When you are not in a somatic meditative state, the intelligence continues to operate, keeping the flows of digestive peristalsis, circulation, respiration and cerebro-spinal circulation going, but it is non-conscious and shaped by old habits in the musculo-skeletal and nervous systems. These patterns tend to become more deeply embedded in the tissues and more difficult to transform. This is why aging brings out all sorts of issues. Through conscious somatic meditation, the opportunity arises to let the entangled energy patterns to release into more coherent, more efficient ones. Aging, if experienced as a state of continuous somatic meditation, can then be a way to become less stuck and more open, rather than the opposite.

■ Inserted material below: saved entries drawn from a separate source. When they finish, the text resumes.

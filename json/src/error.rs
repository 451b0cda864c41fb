//! JSON error types using thiserror 2.0.
//!
//! Every failure of the document model surfaces as a [`JsonError`]: malformed
//! input carries its position, wrong-variant access carries both variant
//! names, and numeric conversions carry the offending text.

use thiserror::Error;

/// Errors raised by the parser, the value accessors and number conversions.
#[derive(Error, Debug, Clone, PartialEq, Eq)]
pub enum JsonError {
    /// Malformed JSON input.
    #[error("parse error at line {line}, column {column} (offset {offset}): {message}")]
    Parse {
        /// 1-based line of the offending character
        line: usize,
        /// 1-based column (in characters) of the offending character
        column: usize,
        /// 0-based byte offset from the start of the input
        offset: usize,
        /// What the parser expected or found
        message: String,
    },

    /// A value was accessed as the wrong variant.
    #[error("type mismatch: expected {expected}, found {actual}")]
    TypeMismatch {
        /// Variant the caller asked for
        expected: &'static str,
        /// Variant actually held
        actual: &'static str,
    },

    /// Number text not convertible to the requested numeric type.
    #[error("number {text} is not a valid {target}")]
    Format {
        /// Original number text
        text: String,
        /// Requested target type
        target: &'static str,
    },

    /// Array position past the end.
    #[error("index {index} out of bounds for array of length {len}")]
    IndexOutOfBounds {
        /// Requested position
        index: usize,
        /// Array length at the time of the call
        len: usize,
    },
}

/// Result type for JSON operations.
pub type JsonResult<T> = Result<T, JsonError>;

impl JsonError {
    /// Create a parse error for `offset` within `input`.
    ///
    /// Line and column are derived from the bytes preceding `offset`; columns
    /// count characters, not bytes.
    #[must_use]
    pub fn parse_at(input: &[u8], offset: usize, message: impl Into<String>) -> Self {
        let offset = offset.min(input.len());
        let before = &input[..offset];
        let line = before.iter().filter(|&&b| b == b'\n').count() + 1;
        let line_start = before
            .iter()
            .rposition(|&b| b == b'\n')
            .map_or(0, |nl| nl + 1);
        // UTF-8 continuation bytes do not start a new character
        let column = before[line_start..]
            .iter()
            .filter(|&&b| b & 0xC0 != 0x80)
            .count()
            + 1;

        Self::Parse {
            line,
            column,
            offset,
            message: message.into(),
        }
    }

    /// Create a type mismatch error.
    #[must_use]
    pub const fn type_mismatch(expected: &'static str, actual: &'static str) -> Self {
        Self::TypeMismatch { expected, actual }
    }

    /// Create a number format error.
    #[must_use]
    pub fn format(text: impl Into<String>, target: &'static str) -> Self {
        Self::Format {
            text: text.into(),
            target,
        }
    }

    /// Byte offset for parse errors.
    #[must_use]
    pub const fn offset(&self) -> Option<usize> {
        match self {
            Self::Parse { offset, .. } => Some(*offset),
            _ => None,
        }
    }
}

#[cfg(test)]
mod tests {
    use super::*;

    #[test]
    fn test_parse_position_first_line() {
        let err = JsonError::parse_at(b"{\"a\": }", 6, "expected value");
        assert_eq!(
            err,
            JsonError::Parse {
                line: 1,
                column: 7,
                offset: 6,
                message: "expected value".to_string(),
            }
        );
    }

    #[test]
    fn test_parse_position_after_newlines() {
        let input = b"{\n  \"a\":\n  x}";
        let err = JsonError::parse_at(input, 11, "unexpected character");
        match err {
            JsonError::Parse { line, column, .. } => {
                assert_eq!(line, 3);
                assert_eq!(column, 3);
            }
            other => panic!("unexpected error: {other:?}"),
        }
    }

    #[test]
    fn test_column_counts_characters() {
        let input = "[\"é\",x]".as_bytes();
        let err = JsonError::parse_at(input, 6, "bad");
        match err {
            JsonError::Parse { column, offset, .. } => {
                assert_eq!(offset, 6);
                assert_eq!(column, 6);
            }
            other => panic!("unexpected error: {other:?}"),
        }
    }

    #[test]
    fn test_error_display() {
        let err = JsonError::type_mismatch("string", "number");
        assert_eq!(err.to_string(), "type mismatch: expected string, found number");

        let err = JsonError::format("1.5", "i64");
        assert_eq!(err.to_string(), "number 1.5 is not a valid i64");
    }
}
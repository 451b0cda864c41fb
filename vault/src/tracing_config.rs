//! Tracing subscriber setup for binaries embedding the client.

use tracing_subscriber::{layer::SubscriberExt, util::SubscriberInitExt, EnvFilter};

pub use tracing_subscriber::util::TryInitError;

/// Tracing configuration.
#[derive(Debug, Clone)]
pub struct TracingConfig {
    /// Service name logged once the subscriber is installed
    pub service_name: String,
    /// Filter used when `RUST_LOG` is unset
    pub log_level: String,
    /// Emit JSON lines instead of human-readable output
    pub json_output: bool,
}

impl Default for TracingConfig {
    fn default() -> Self {
        Self {
            service_name: "vault-client".to_string(),
            log_level: "info".to_string(),
            json_output: false,
        }
    }
}

impl TracingConfig {
    /// Set the service name.
    #[must_use]
    pub fn with_service_name(mut self, name: impl Into<String>) -> Self {
        self.service_name = name.into();
        self
    }

    /// Set the fallback log level.
    #[must_use]
    pub fn with_log_level(mut self, level: impl Into<String>) -> Self {
        self.log_level = level.into();
        self
    }

    /// Enable JSON output.
    #[must_use]
    pub const fn with_json_output(mut self) -> Self {
        self.json_output = true;
        self
    }

    fn filter(&self) -> EnvFilter {
        EnvFilter::try_from_default_env().unwrap_or_else(|_| EnvFilter::new(&self.log_level))
    }
}

/// Install the global subscriber.
///
/// # Errors
///
/// Returns [`TryInitError`] if a global subscriber is already installed.
pub fn init_tracing(config: &TracingConfig) -> Result<(), TryInitError> {
    let registry = tracing_subscriber::registry().with(config.filter());
    if config.json_output {
        registry.with(tracing_subscriber::fmt::layer().json()).try_init()?;
    } else {
        registry.with(tracing_subscriber::fmt::layer()).try_init()?;
    }
    tracing::info!(service = %config.service_name, "tracing initialised");
    Ok(())
}
//! Shared proptest generators.
//!
//! Value trees are generated bottom-up with `prop_recursive`, covering every
//! variant, duplicate object keys, escapes and non-ASCII text.

use proptest::prelude::*;
use vault_json::{Map, Number, Value};

/// Generate string content including quotes, backslashes, control
/// characters and characters outside the Basic Multilingual Plane.
pub fn json_string_strategy() -> impl Strategy<Value = String> {
    prop_oneof![
        "[a-zA-Z0-9_ -]{0,16}",
        prop::collection::vec(
            prop_oneof![
                Just('"'),
                Just('\\'),
                Just('/'),
                Just('\n'),
                Just('\t'),
                Just('\u{1}'),
                Just('\u{1f}'),
                Just('é'),
                Just('\u{2028}'),
                Just('😀'),
                prop::char::range('a', 'z'),
            ],
            0..12,
        )
        .prop_map(|chars| chars.into_iter().collect()),
    ]
}

/// Generate numbers in every textual shape the grammar allows.
pub fn json_number_strategy() -> impl Strategy<Value = Number> {
    prop_oneof![
        any::<i64>().prop_map(Number::from),
        any::<u64>().prop_map(Number::from),
        (-1.0e12f64..1.0e12).prop_filter_map("finite", Number::from_f64),
        ("-?(0|[1-9][0-9]{0,5})", "(\\.[0-9]{1,4})?", "([eE][+-]?[0-9]{1,2})?")
            .prop_filter_map("valid number", |(int, frac, exp)| {
                Number::from_text(format!("{int}{frac}{exp}")).ok()
            }),
    ]
}

/// Generate scalar values.
pub fn json_scalar_strategy() -> impl Strategy<Value = Value> {
    prop_oneof![
        Just(Value::Null),
        any::<bool>().prop_map(Value::Bool),
        json_number_strategy().prop_map(Value::Number),
        json_string_strategy().prop_map(Value::String),
    ]
}

/// Generate object keys from a small alphabet so duplicates are common.
pub fn json_key_strategy() -> impl Strategy<Value = String> {
    prop_oneof![
        3 => "[a-c]",
        1 => json_string_strategy(),
    ]
}

/// Generate arbitrary value trees up to a few levels deep.
pub fn json_value_strategy() -> impl Strategy<Value = Value> {
    json_scalar_strategy().prop_recursive(4, 64, 6, |inner| {
        prop_oneof![
            prop::collection::vec(inner.clone(), 0..6).prop_map(Value::Array),
            prop::collection::vec((json_key_strategy(), inner), 0..6).prop_map(|members| {
                let mut map = Map::new();
                for (key, value) in members {
                    map.append(key, value);
                }
                Value::Object(map)
            }),
        ]
    })
}

/// Generate attempt limits for retry tests.
pub fn max_attempts_strategy() -> impl Strategy<Value = u32> {
    1u32..8
}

The education of the buddhi is crucial for this process to deepen and build greater coherence. When are attention and psychic/mental energy is constantly being consumed by trivia or dysfunctional thought patterns, learning ceases. The reliance on habitual patterns can be very useful if they are wisely chosen and continually checked for relevance. This frees up attention for observing what is new, more subtle, more ineffable and allowing this new information to be integrated. This is described by Patanjali in sutras I-23 – I-27 as ‘ishvara pranidhana’. Difficult to translate, Ishvara can be seen as the foundation intelligence of the universe, and all of its manifestations, and all of its possibilities, in all realms of creation. Pranidhana is intention-less total devotion or bhakti, here dedicated to the mystery of Ishvara. In somatic meditation, this is a living presence.
The buddhi is nurtured in silence, so this third step cannot be over emphasized. It is also the most elusive and challenging, as the mind really dislikes stillness and rushes in to fill the space. Discipline is crucial in not getting sucked into the habit. Another challenging aspect is that often, when the buddhi is engaged, the thoughts can be ‘enlightening’, as they are coming from a deep connection to the core of being. The fourth klesha ,asmita, mentioned by Patanjali in II-6, addresses this dilemma. The buddhi is still of the world of form, and the small self insidiously attaches to and takes claim for the buddhi and the revelations. Another version of possible confusion arises because the buddhi is channeling insight is still a transient state that will come to an end. If we ‘believe’ that this is the awakened state, when it does end, as it will, we are likely to feel that this means we have ‘lost’ our way and plunge back into the confusion of the dysfunctional skandhas.
In the silence of stillness, the egoic thoughts begin to dissolve. In ishvara pranidhana, the devotional mind set, coming from the heart, also helps negate the attempts of the egoic self to stake its territory.